I have four main conclusions, thus far.
It’s good to care. Teachers are among the professions who need to care to survive, and all those professions have high levels of burnout. Burnout is basically running out of empathy, from my perspective. If I didn’t care about my students, or wasn’t passionate about my school being a good place for great people to grow, then it’s time for me to move on.
When students you care deeply about choose to leave a school you founded and spent years of your life building, it’s tempting to take it personally. It feels like their choice is a verdict: you failed. Obviously, life is more complicated than that, but just as obviously, you feel what you feel.
There are certain benchmarks, after which I’ve learned it’s safe to let my guard down a little. If a student makes the jump from eighth to ninth grade, that’s a good sign you’ll be able to continue working with them through high school. If they stick around to be an upperclassman, the odds again jump significantly. This student passed all the major benchmarks, so I was unguarded. Defenseless.
This is where I justify posting this on a blog entitled “Just P.E.” ..Though I never taught her in a classroom, I had worked with this student since literally the first day of the school, covering EIGHT seasons of three sports. Eight! I had never really paused to consider it, but now I have paused and considered, I definitely spent more time working with this student than any other over my seven years, and second isn’t close.

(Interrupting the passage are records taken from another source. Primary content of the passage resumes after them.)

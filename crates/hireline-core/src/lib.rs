//! Core types for the hireline session plane.
//!
//! This crate provides the foundational types shared by every other crate:
//!
//! - **Identifiers**: the opaque [`UserId`] issued by the marketplace API
//! - **Roles**: [`RoleTag`] and the ordered, deduplicated [`RoleSet`], including
//!   the fail-closed codec for the `user-roles` cookie
//! - **Identity**: the persisted [`Identity`] of the signed-in account
//!
//! # Example
//!
//! ```
//! use hireline_core::{RoleSet, RoleTag};
//!
//! // Parsing the role cookie never fails; garbage yields zero roles.
//! let roles = RoleSet::from_cookie_value(r#"["ADMIN","USER"]"#);
//! assert!(roles.contains(&RoleTag::Admin));
//!
//! let roles = RoleSet::from_cookie_value("not json");
//! assert!(roles.is_empty());
//! ```

#![forbid(unsafe_code)]
#![warn(missing_docs)]
#![warn(clippy::all)]
#![warn(clippy::pedantic)]

pub mod error;
pub mod identity;
pub mod ids;
pub mod roles;

pub use error::{CoreError, Result};
pub use identity::Identity;
pub use ids::UserId;
pub use roles::{RoleSet, RoleTag, ROLE_COOKIE_NAME};
//! Edge application state.

use std::sync::Arc;

use axum_extra::extract::cookie::Key;

use crate::config::EdgeConfig;
use crate::error::Result;
use crate::policy::RoutePolicy;
use crate::resolver::RoleResolver;

/// Shared application state for the edge.
pub struct EdgeState<R>
where
    R: RoleResolver,
{
    /// Confirms a caller's roles with the API.
    pub resolver: Arc<R>,
    /// Route policy applied to page requests.
    pub policy: Arc<RoutePolicy>,
    /// Signs and verifies the role cookie.
    pub cookie_key: Key,
    /// Edge configuration.
    pub config: EdgeConfig,
}

impl<R> EdgeState<R>
where
    R: RoleResolver,
{
    /// Create a new edge state with the default route policy.
    ///
    /// # Errors
    ///
    /// Returns an error if the configured cookie secret is unusable.
    pub fn new(resolver: Arc<R>, config: EdgeConfig) -> Result<Self> {
        Ok(Self {
            resolver,
            policy: Arc::new(RoutePolicy::default()),
            cookie_key: config.cookie_key()?,
            config,
        })
    }

    /// Replace the route policy.
    #[must_use]
    pub fn with_policy(mut self, policy: RoutePolicy) -> Self {
        self.policy = Arc::new(policy);
        self
    }
}

impl<R> Clone for EdgeState<R>
where
    R: RoleResolver,
{
    fn clone(&self) -> Self {
        Self {
            resolver: Arc::clone(&self.resolver),
            policy: Arc::clone(&self.policy),
            cookie_key: self.cookie_key.clone(),
            config: self.config.clone(),
        }
    }
}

To top it off, of all the students-athletes I’ve worked with, she had the biggest gap between athletic ability (highly gifted) and mental approach (committed but otherwise unhealthy), so that was something I spent an inordinate amount of time attempting to address. It’s draining to work with an athlete who wants more than anything to be great, and trying everything you can think of as the coach, but only seeing midget baby steps. Her mental progress was akin to how Hemingway describes going bankrupt: gradually, then suddenly. If I were to make a sports analogy about this sports anecdote, I would say after years of struggling to tread water, she was making significant progress this year and on pace to win a sprint medley relay on her own before she graduated. Seeing her put everything together and reach her potential as a senior was near the top of my list of things I was looking forward to next year. Now? Maybe she’ll still get there. Or maybe I never actually helped her. Maybe I’ll never know.